What’s a Peduncle?

Fuji apples (photo from Wikimedia Commons)

Here’s a puzzle. Don’t google it.  Look at the photos to arrive at an answer.

In botany: What is a peduncle?

We encounter peduncles every day though we don’t use the word much anymore.  Since 1950 the word has fallen out of common use and because it looks like pedophile+uncle the urban dictionary lists a raunchy meaning. But that’s not what it is.

Peduncle comes from ped (Latin for foot) plus -uncle (an Old French diminutive ending) so it literally means tiny foot.

Each photo on this page has at least one visible peduncle.  Can you find it?

Black raspberries (photo by Kate St. John)
Elderberries at Jennings, 4 Aug 2018 (photo by Kate St. John)
Elderberries at Jennings, 4 Aug 2018 (photo by Kate St.

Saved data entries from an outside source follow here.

//! Mapping proxied hosts onto depot stores.
//!
//! Every upstream `scheme://host:port/` is served through a generic-http
//! remote store, created on first use. Tracked users get a private
//! hosted + remote pair behind a group instead.

use crate::auth::UserPass;
use crate::ProxyError;
use depot_model::{
    ArtifactStore, ChangeSummary, PackageType, StoreKey, StoreType, GENERIC_PKG_KEY,
    METADATA_ORIGIN, METADATA_TRACKING_ID, SYSTEM_USER,
};
use depot_store::StoreRegistry;
use std::sync::{Arc, Mutex};
use tracing::{debug, info};
use url::Url;

/// Value of the `origin` metadata on stores created by the proxy.
pub const HTTPROX_ORIGIN: &str = "httprox";
pub const PROXY_REPO_PREFIX: &str = "httprox_";

/// Where a proxied request is headed.
#[derive(Debug, Clone, PartialEq, Eq)]
pub struct ProxyTarget {
    pub scheme: String,
    pub host: String,
    pub port: u16,
    /// Absolute path, always starting with `/`.
    pub path: String,
}

impl ProxyTarget {
    /// From an absolute-form request target, e.g. `http://host:8080/a/b.jar`.
    pub fn from_absolute(uri: &str) -> Result<Self, ProxyError> {
        let url = Url::parse(uri).map_err(|e| bad_request(format!("invalid proxy URI {uri}: {e}")))?;
        let host = url
            .host_str()
            .ok_or_else(|| bad_request(format!("proxy URI has no host: {uri}")))?;
        let port = url
            .port_or_known_default()
            .ok_or_else(|| bad_request(format!("proxy URI has no port: {uri}")))?;
        Ok(Self {
            scheme: url.scheme().to_owned(),
            host: host.to_owned(),
            port,
            path: url.path().to_owned(),
        })
    }

    /// From a `CONNECT` target (`host:port`). Tunnels are assumed to carry TLS.
    pub fn from_authority(authority: &str) -> Result<Self, ProxyError> {
        if authority.contains('/') {
            return Err(bad_request(format!("invalid CONNECT target: {authority}")));
        }
        Self::from_absolute(&format!("https://{authority}/"))
    }

    #[must_use]
    pub fn with_path(&self, path: &str) -> Self {
        let mut target = self.clone();
        target.path = format!("/{}", path.trim_start_matches('/'));
        target
    }

    /// `scheme://host:port/`, the URL of the remote store for this target.
    pub fn base_url(&self) -> String {
        format!("{}://{}:{}/", self.scheme, self.host, self.port)
    }

    pub fn url(&self) -> String {
        format!("{}://{}:{}{}", self.scheme, self.host, self.port, self.path)
    }

    /// `path` relative to the store root.
    pub fn store_path(&self) -> &str {
        self.path.trim_start_matches('/')
    }

    fn dashed_host(&self) -> String {
        self.host.replace(['.', ':', '[', ']'], "-")
    }

    pub fn remote_name(&self) -> String {
        format!("{PROXY_REPO_PREFIX}{}_{}", self.dashed_host(), self.port)
    }

    pub fn tracked_remote_name(&self, tracking_id: &str) -> String {
        format!("r-{}-{}-{tracking_id}", self.dashed_host(), self.port)
    }

    pub fn hosted_name(&self, tracking_id: &str) -> String {
        format!("h-{}-{}-{tracking_id}", self.dashed_host(), self.port)
    }

    pub fn group_name(&self, tracking_id: &str) -> String {
        format!("g-{}-{}-{tracking_id}", self.dashed_host(), self.port)
    }
}

fn bad_request(message: String) -> ProxyError {
    ProxyError::Workflow {
        status: 400,
        message,
    }
}

/// Input to [`ProxyRepositoryCreator::create`].
#[derive(Debug, Clone, Copy)]
pub struct CreationRequest<'a> {
    /// Name for the remote store.
    pub name: &'a str,
    pub base_url: &'a str,
    pub target: &'a ProxyTarget,
    pub tracking_id: Option<&'a str>,
    pub credentials: Option<&'a UserPass>,
}

/// Stores to register for a newly seen upstream.
#[derive(Debug, Clone, PartialEq, Eq)]
pub struct ProxyCreation {
    pub remote: ArtifactStore,
    pub hosted: Option<ArtifactStore>,
    pub group: Option<ArtifactStore>,
}

/// Builds store definitions for upstreams the proxy has not seen before.
pub trait ProxyRepositoryCreator: Send + Sync {
    fn create(&self, request: &CreationRequest<'_>) -> Result<ProxyCreation, ProxyError>;
}

/// Remote store only, or a hosted/remote/group triple for tracked users.
pub struct DefaultRepositoryCreator;

impl ProxyRepositoryCreator for DefaultRepositoryCreator {
    fn create(&self, request: &CreationRequest<'_>) -> Result<ProxyCreation, ProxyError> {
        let generic = PackageType::generic_http();
        let mut remote = ArtifactStore::remote(
            StoreKey::remote(generic.clone(), request.name),
            request.base_url,
        )
        .with_metadata(METADATA_ORIGIN, HTTPROX_ORIGIN)
        .with_description(format!("HTTProx proxy based on {}", request.target.url()));

        let Some(id) = request.tracking_id else {
            return Ok(ProxyCreation {
                remote,
                hosted: None,
                group: None,
            });
        };

        remote = remote.with_metadata(METADATA_TRACKING_ID, id);
        let hosted = ArtifactStore::hosted(StoreKey::hosted(
            generic.clone(),
            request.target.hosted_name(id),
        ))
        .with_metadata(METADATA_ORIGIN, HTTPROX_ORIGIN)
        .with_metadata(METADATA_TRACKING_ID, id);
        let group = ArtifactStore::group(
            StoreKey::group(generic, request.target.group_name(id)),
            vec![hosted.key.clone(), remote.key.clone()],
        )
        .with_metadata(METADATA_ORIGIN, HTTPROX_ORIGIN)
        .with_metadata(METADATA_TRACKING_ID, id);
        Ok(ProxyCreation {
            remote,
            hosted: Some(hosted),
            group: Some(group),
        })
    }
}

/// Resolves (and on first use creates) the store serving a proxy target.
#[derive(Clone)]
pub struct ProxyRepositories {
    registry: Arc<dyn StoreRegistry>,
    creator: Option<Arc<dyn ProxyRepositoryCreator>>,
    create_lock: Arc<Mutex<()>>,
}

impl ProxyRepositories {
    pub fn new(
        registry: Arc<dyn StoreRegistry>,
        creator: Option<Arc<dyn ProxyRepositoryCreator>>,
    ) -> Self {
        Self {
            registry,
            creator,
            create_lock: Arc::new(Mutex::new(())),
        }
    }

    /// Store to read `target` through. Blocking: call from a blocking task.
    pub fn resolve(
        &self,
        target: &ProxyTarget,
        tracking_id: Option<&str>,
        credentials: Option<&UserPass>,
    ) -> Result<ArtifactStore, ProxyError> {
        let _creating = self
            .create_lock
            .lock()
            .map_err(|_| ProxyError::Data("repository creation lock poisoned".to_owned()))?;
        match tracking_id {
            Some(id) => self.resolve_tracked(target, id, credentials),
            None => self.resolve_remote(target, credentials),
        }
    }

    fn resolve_tracked(
        &self,
        target: &ProxyTarget,
        id: &str,
        credentials: Option<&UserPass>,
    ) -> Result<ArtifactStore, ProxyError> {
        let group_key = StoreKey::group(GENERIC_PKG_KEY, target.group_name(id));
        if let Some(group) = self.registry.get(&group_key)? {
            debug!("using httprox group {group_key} for {}", target.url());
            return Ok(group);
        }
        debug!("creating tracked repositories for {}, tracking id {id}", target.url());
        let name = target.tracked_remote_name(id);
        let created = self.create(&CreationRequest {
            name: &name,
            base_url: &target.base_url(),
            target,
            tracking_id: Some(id),
            credentials,
        })?;
        created
            .group
            .ok_or_else(|| ProxyError::Data(format!("repository creator returned no group for {id}")))
    }

    fn resolve_remote(
        &self,
        target: &ProxyTarget,
        credentials: Option<&UserPass>,
    ) -> Result<ArtifactStore, ProxyError> {
        let base_url = target.base_url();
        let existing = self.registry.list()?.into_iter().find(|store| {
            store.key.package_type.as_str() == GENERIC_PKG_KEY
                && store.key.store_type == StoreType::Remote
                && store.remote_url() == Some(base_url.as_str())
                && store.metadata(METADATA_TRACKING_ID).is_none()
        });
        if let Some(remote) = existing {
            debug!("using httprox remote {} for {}", remote.key, target.url());
            return Ok(remote);
        }

        let mut name = target.remote_name();
        let mut n = 1;
        while self
            .registry
            .exists(&StoreKey::remote(GENERIC_PKG_KEY, name.as_str()))?
        {
            // taken by a remote with a different URL
            name = format!("{PROXY_REPO_PREFIX}{}_{n}", target.dashed_host());
            n += 1;
        }
        let created = self.create(&CreationRequest {
            name: &name,
            base_url: &base_url,
            target,
            tracking_id: None,
            credentials,
        })?;
        Ok(created.remote)
    }

    fn create(&self, request: &CreationRequest<'_>) -> Result<ProxyCreation, ProxyError> {
        let Some(creator) = &self.creator else {
            return Err(ProxyError::Data(format!(
                "No valid instance of ProxyRepositoryCreator. Cannot auto-create remote proxy to: '{}'",
                request.base_url
            )));
        };
        let created = creator.create(request)?;
        let summary = ChangeSummary::new(
            SYSTEM_USER,
            format!("Creating HTTProx proxy for: {}", request.target.url()),
        );
        for store in [Some(&created.remote), created.hosted.as_ref(), created.group.as_ref()]
            .into_iter()
            .flatten()
        {
            info!("creating httprox store {}", store.key);
            self.registry.save(store.clone(), &summary)?;
        }
        Ok(created)
    }
}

John)
Fruit of the ginkgo tree (photo from Wikimedia Commons)

Here’s a clue.  The number of peduncles in each photo above is:

  • Apples = 1
  • Black raspberries = 5 (three are hidden)
  • Elderberries = too many to count
  • Ginkgos = 9

Final clue: The photo below shows no fruit, but it has peduncles.

Fruit stems on a Sassafras Tree (photo by Dianne Machesney)

Still stumped?  Click here for the answer.

(photos from Kate St. John, Dianne Machesney and Wikimedia Commons. Click on the Wikimedia captions to see the originals.)

5 thoughts on “What’s a Peduncle?

  1. I looked it up on Wikipedia. If I understand it correctly, a flower that is not part of an inflorescence is called a solitary flower and its stalk is referred to as a peduncle.

    But for an inflorescence (multiple flowers attached to a single point or stem), the pedicel is the stem attached to the fruit (or flower before it), and that point of attachment or stem is called the peduncle.



    Or, Wikipedia could be wrong, which wouldn’t be surprising.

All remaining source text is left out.